WHAT TO DO.
Every line holding "AppPaths" should be copied from the records below.

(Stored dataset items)
● ● ● ● ●

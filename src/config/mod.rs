//! Configuration module for sense-blocks.
//!
//! Provides `AppConfig` (top-level settings), sub-configs for each sense
//! integration, `AppPaths` for cross-platform data directories, and TOML
//! persistence via `AppConfig::load` / `AppConfig::save`.

pub mod paths;
pub mod settings;

pub use paths::AppPaths;
pub use settings::{
    AppConfig, ClassifierConfig, EntityLabel, GestureConfig, HostConfig, LifecycleConfig,
    SpeechConfig, TrainingExample,
};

● ● ● ● ●

WRITTEN RESPONSE.
//! integration, `AppPaths` for cross-platform data directories, and TOML
pub use paths::AppPaths;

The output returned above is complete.